[[ Available records open ]]

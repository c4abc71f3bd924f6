//! Local capture devices

use super::{CaptureStream, FrameCapture};
use crate::config::SourceConfig;
use crate::error::{AcquireError, VisionError};
use tracing::info;

/// Opens a capture device by index
#[cfg_attr(test, mockall::automock)]
pub trait DeviceOpener: Send + Sync {
    fn open(&self, index: u32, config: &SourceConfig) -> Result<Box<dyn FrameCapture>, VisionError>;
}

/// Open device `index`. There is no retry: a failure means the caller
/// has to pick another index.
pub fn open(opener: &dyn DeviceOpener, index: u32, config: &SourceConfig) -> Result<CaptureStream, AcquireError> {
    let address = format!("device:{}", index);
    let capture = opener
        .open(index, config)
        .map_err(|e| AcquireError::unavailable(&address, e.to_string()))?;

    info!(
        "Camera {} opened at {}x{} @ {}fps",
        index, config.resolution.0, config.resolution.1, config.frame_rate
    );
    Ok(CaptureStream::new(address, capture, config))
}

#[cfg(test)]
mod tests {
    use super::*;
    use crate::frame::Frame;
    use crate::source::MockFrameCapture;
    use mockall::predicate::eq;

    #[test]
    fn test_open_failure_is_terminal() {
        let mut opener = MockDeviceOpener::new();
        opener
            .expect_open()
            .with(eq(3), mockall::predicate::always())
            .times(1)
            .returning(|_, _| Err(VisionError::Camera("Camera 3 failed to open".to_string())));

        match open(&opener, 3, &SourceConfig::default()) {
            Err(AcquireError::SourceUnavailable { address, reason }) => {
                assert_eq!(address, "device:3");
                assert!(reason.contains("failed to open"));
            }
            Err(other) => panic!("unexpected {:?}", other),
            Ok(_) => panic!("open must fail"),
        }
    }

    #[test]
    fn test_open_reads_frames() {
        let mut opener = MockDeviceOpener::new();
        opener.expect_open().times(1).returning(|_, _| {
            let mut capture = MockFrameCapture::new();
            capture
                .expect_grab()
                .returning(|| Ok(Some(Frame::solid(8, 6, [30, 60, 90]).unwrap())));
            Ok(Box::new(capture) as Box<dyn FrameCapture>)
        });

        let mut stream = open(&opener, 0, &SourceConfig::default()).unwrap();
        let read = stream.read().unwrap();
        assert_eq!((read.frame.width(), read.frame.height()), (8, 6));
        assert!(read.degraded.is_none());
        assert_eq!(stream.health().frames_delivered, 1);
    }
}
impl SourceAcquirer {
    /// Acquirer with the backends this build supports
    pub fn new(config: SourceConfig) -> Result<Self, VisionError> {
        let http = Box::new(ReqwestConnector::new(config.http_connect_timeout, config.http_read_timeout)?);

        #[cfg(feature = "opencv")]
        let (devices, rtsp): (Box<dyn DeviceOpener>, Box<dyn RtspConnector>) = (
            Box::new(opencv_backend::OpenCvDeviceOpener),
            Box::new(opencv_backend::OpenCvRtspConnector::new(config.rtsp_attempt_timeout)),
        );
        #[cfg(not(feature = "opencv"))]
        let (devices, rtsp): (Box<dyn DeviceOpener>, Box<dyn RtspConnector>) =
            (Box::new(UnsupportedBackend), Box::new(UnsupportedBackend));

        Ok(Self::with_backends(config, devices, http, rtsp))
    }

    pub fn with_backends(
        config: SourceConfig,
        devices: Box<dyn DeviceOpener>,
        http: Box<dyn HttpConnector>,
        rtsp: Box<dyn RtspConnector>,
    ) -> Self {
        Self {
            config,
            devices,
            http,
            rtsp: Arc::from(rtsp),
        }
    }

    pub fn config(&self) -> &SourceConfig {
        &self.config
    }

    /// Open a source. Failure is terminal for this descriptor.
    pub fn open(&self, descriptor: &SourceDescriptor) -> Result<StreamHandle, AcquireError> {
        info!("Opening {} source {}", descriptor.kind(), descriptor);
        match descriptor {
            SourceDescriptor::Local(index) => {
                local::open(self.devices.as_ref(), *index, &self.config).map(StreamHandle::Local)
            }
            SourceDescriptor::Http(address) => self.open_http(address),
            SourceDescriptor::Rtsp(address) => {
                let fallback = http_fallback_for(address).unwrap_or_default();
                rtsp::negotiate(&self.rtsp, address, fallback, &self.config).map(StreamHandle::Rtsp)
            }
        }
    }

    fn open_http(&self, address: &str) -> Result<StreamHandle, AcquireError> {
        let body = self
            .http
            .connect(address)
            .map_err(|e| AcquireError::unavailable(address, e.to_string()))?;
        let stream = HttpStream::spawn(address, body, &self.config)
            .map_err(|e| AcquireError::unavailable(address, e.to_string()))?;
        stream.wait_for_first_frame(self.config.http_first_frame_wait, self.config.http_progress_interval)?;
        Ok(StreamHandle::Http(stream))
    }
}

[[ Available records closed ]]

◆ What is required
Filter the records for lines holding the string "CaptureStream". Copy each one.

◆ Answer to this exercise
use super::{CaptureStream, FrameCapture};
pub fn open(opener: &dyn DeviceOpener, index: u32, config: &SourceConfig) -> Result<CaptureStream, AcquireError> {
    Ok(CaptureStream::new(address, capture, config))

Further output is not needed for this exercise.